Yo jugaba al límite del reglamento, pero no era violento. Yo veía si el árbitro me permitía o no, me lo intentaba ganar. Lo que a mi me da vergüenza es ver a los jugadores que se tiran al suelo y se revuelcan. A mí me dan ganas de irme del estadio. Los que inventaron eso fueron Buyo y Futre en aquel famoso derbi Atlético-Real Madrid y a partir de ahí se creó un vicio muy feo.

Lo que está claro es que usted se hacía de respetar...

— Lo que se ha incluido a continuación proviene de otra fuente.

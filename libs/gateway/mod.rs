//! # filament-gateway
//!
//! Shard/session layer of the filament SDK: opens and maintains WebSocket
//! shards against the chat platform's gateway, runs the identify/resume
//! handshake, keeps connections alive with heartbeats, and recovers from
//! disconnects.
//!
//! ## Architecture
//!
//! ```text
//! ShardPool ──owns──> IdentifyGate (admission for concurrent identifies)
//!     │
//!     ├──> ShardSession 0 ──> GatewaySink/GatewayStream (one WebSocket)
//!     ├──> ShardSession 1 ──> ...          │
//!     │         │                          └─ ZlibStreamInflater (optional)
//!     │         └─ heartbeat ticker task
//!     └──> mpsc<ShardEvent> ──> owner (client facade)
//! ```
//!
//! Shards recover from transport failures on their own; the owner only sees
//! `Ready`/`Resumed`/`ConnectionLost`/`Dispatch` events.

pub mod config;
pub mod error;
pub mod event;
pub mod identify_gate;
pub mod inflate;
pub mod opcode;
pub mod pool;
pub mod reconnect;
pub mod session;
pub mod session_state;
pub mod shutdown;
pub mod transport;

pub use config::{build_gateway_url, GatewayConfig, IdentifyProperties, TransportMode, GATEWAY_VERSION};
pub use error::{GatewayError, Result};
pub use event::ShardEvent;
pub use identify_gate::IdentifyGate;
pub use inflate::{ZlibStreamInflater, ZLIB_SUFFIX};
pub use opcode::{GatewayFrame, OpCode, CLOSE_CODE_NO_STATUS, EVENT_READY, EVENT_RESUMED};
pub use pool::{GatewayInfo, SessionStartLimit, ShardPool};
pub use reconnect::{ExponentialBackoff, FixedDelay, ReconnectPolicy};
pub use session::{ShardHandle, ShardSession};
pub use session_state::{AtomicSessionState, SessionState};
pub use shutdown::Shutdown;
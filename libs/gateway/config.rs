//! Gateway connection configuration

use serde::Serialize;
use std::sync::Arc;
use std::time::Duration;

use crate::reconnect::{FixedDelay, ReconnectPolicy};

/// Gateway protocol version this crate speaks
pub const GATEWAY_VERSION: u8 = 10;

/// How the server delivers the event stream
#[derive(Debug, Clone, Copy, PartialEq, Eq)]
pub enum TransportMode {
    /// Uncompressed JSON text frames
    Plain,
    /// Whole-connection zlib compression with sync-flush message boundaries
    ZlibStream,
}

/// Client metadata sent inside the Identify payload
#[derive(Debug, Clone, Serialize)]
pub struct IdentifyProperties {
    pub os: String,
    pub browser: String,
    pub device: String,
}

impl Default for IdentifyProperties {
    fn default() -> Self {
        Self {
            os: std::env::consts::OS.to_string(),
            browser: "filament".to_string(),
            device: "filament".to_string(),
        }
    }
}

/// Configuration shared by every shard of one connection
pub struct GatewayConfig {
    /// Bot token used for Identify/Resume
    pub token: String,
    /// Requested intents bitmask
    pub intents: u64,
    /// Explicit shard count; `None` uses the server-suggested count
    pub shard_override: Option<u32>,
    pub gateway_version: u8,
    pub transport_mode: TransportMode,
    /// Delay policy for reconnects after transport failures
    pub reconnect_policy: Arc<dyn ReconnectPolicy>,
    pub identify_properties: IdentifyProperties,
}

impl GatewayConfig {
    pub fn new(token: impl Into<String>, intents: u64) -> Self {
        Self {
            token: token.into(),
            intents,
            shard_override: None,
            gateway_version: GATEWAY_VERSION,
            transport_mode: TransportMode::Plain,
            reconnect_policy: Arc::new(FixedDelay::new(Duration::from_secs(5), None)),
            identify_properties: IdentifyProperties::default(),
        }
    }
}

/// Build the full connection URI from a base gateway URL
///
/// The compression query parameter is present only when zlib-stream mode is
/// requested; the base URL may come from `/gateway/bot` or from a READY
/// payload's resume URL.
pub fn build_gateway_url(base: &str, version: u8, mode: TransportMode) -> String {
    let base = base.trim_end_matches('/');
    match mode {
        TransportMode::Plain => format!("{base}/?v={version}&encoding=json"),
        TransportMode::ZlibStream => {
            format!("{base}/?v={version}&encoding=json&compress=zlib-stream")
        }
    }
}
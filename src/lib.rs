//! Filament: a sharded gateway + REST client SDK
//!
//! ```text
//!            ┌─────────────────────────────┐
//!            │           Client            │
//!            └──────┬──────────────┬───────┘
//!                   │              │
//!         ┌─────────▼────────┐ ┌───▼───────────────┐
//!         │    ShardPool     │ │ RateLimitedClient │
//!         │(filament-gateway)│ │  (filament-rest)  │
//!         └─────────┬────────┘ └───────────────────┘
//!                   │ events
//!         ┌─────────▼────────┐
//!         │  EventRegistry   │
//!         └──────────────────┘
//! ```
//!
//! [`Client::start`] fetches `/gateway/bot`, spins up one session per
//! shard under the identify concurrency gate, and fans the resulting
//! event stream out to registered handlers.

pub mod client;
pub mod config;
pub mod error;
pub mod registry;

pub use client::Client;
pub use config::{ClientConfig, Intents};
pub use error::{ClientError, Result};
pub use registry::{EventHandler, EventRegistry};

pub use filament_gateway as gateway;
pub use filament_rest as rest;

pub use filament_gateway::{ShardEvent, TransportMode};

Tengo muchas anécdotas, muchísimas. Hay una con Bakero, cuando él jugaba en el Barça. Jugando un partido en Mestalla (temporada 90-91, 2-2), íbamos ganando 1-0, en uno de eso partidos con mucha agua, que había que levantar el balón y tirarlo para adelante. En una jugada me levantó el pie y me entró muy mal, para hacer daño. Le llamé la atención, pero a los 10 minutos pasó otra vez y me dijo que se había resbalado. A la tercera entrada le dije: «Hasta aquí hemos llegado». No tuve la ocasión de devolvérsela, pero yo no me olvidé. A la siguiente temporada, cuando fuimos al Camp Nou al principio de Liga, le esperé y cuando se adelantó un balón le dí. Lo sacaron en camilla. Recuerdo su imagen en el aire. Cuando estaba tirado en la hierba le dije: «¿Qué, te acordás de cuando yo estaba en el suelo la temporada pasada? Te dije que no me iba a olvidar». Al cabo de los años, un día subo en un avión y va y me lo encuentro a él y a otros técnicos del Barcelona: «Cuidado, quitad las piernas que este va para el fondo y te las parte´» dijo bromeando.

¿Con qué futbolistas del Valencia se entendía usted mejor en el campo?

Con Arias a nivel defensivo y con Subirats en el ofensivo. Yo a Ricardo le decía: «Háblame. Tenés que ser mis ojos». El me hablaba muchísimo y me venía fenomenal. Nos entendíamos como si nos conociésemos de siempre. Y a «Subi» le decía que se acercara a 20 metros para darle el balón, que yo a 40 no sabía colocarlo. Con los dos tenía mucha comunicación.

Curiosamente, con su paisano Víctor Espárrago no se llevó tan bien como con Di Stéfano...

Víctor era una persona muy especial. Él quería demostrar que en ningún momento me regalaba nada. No había un enfrentamiento, pero si una medición constante de «ten cuidado y no te pases». Quería que no pensásemos que era Di Stéfano. Era escuchar y obedecer.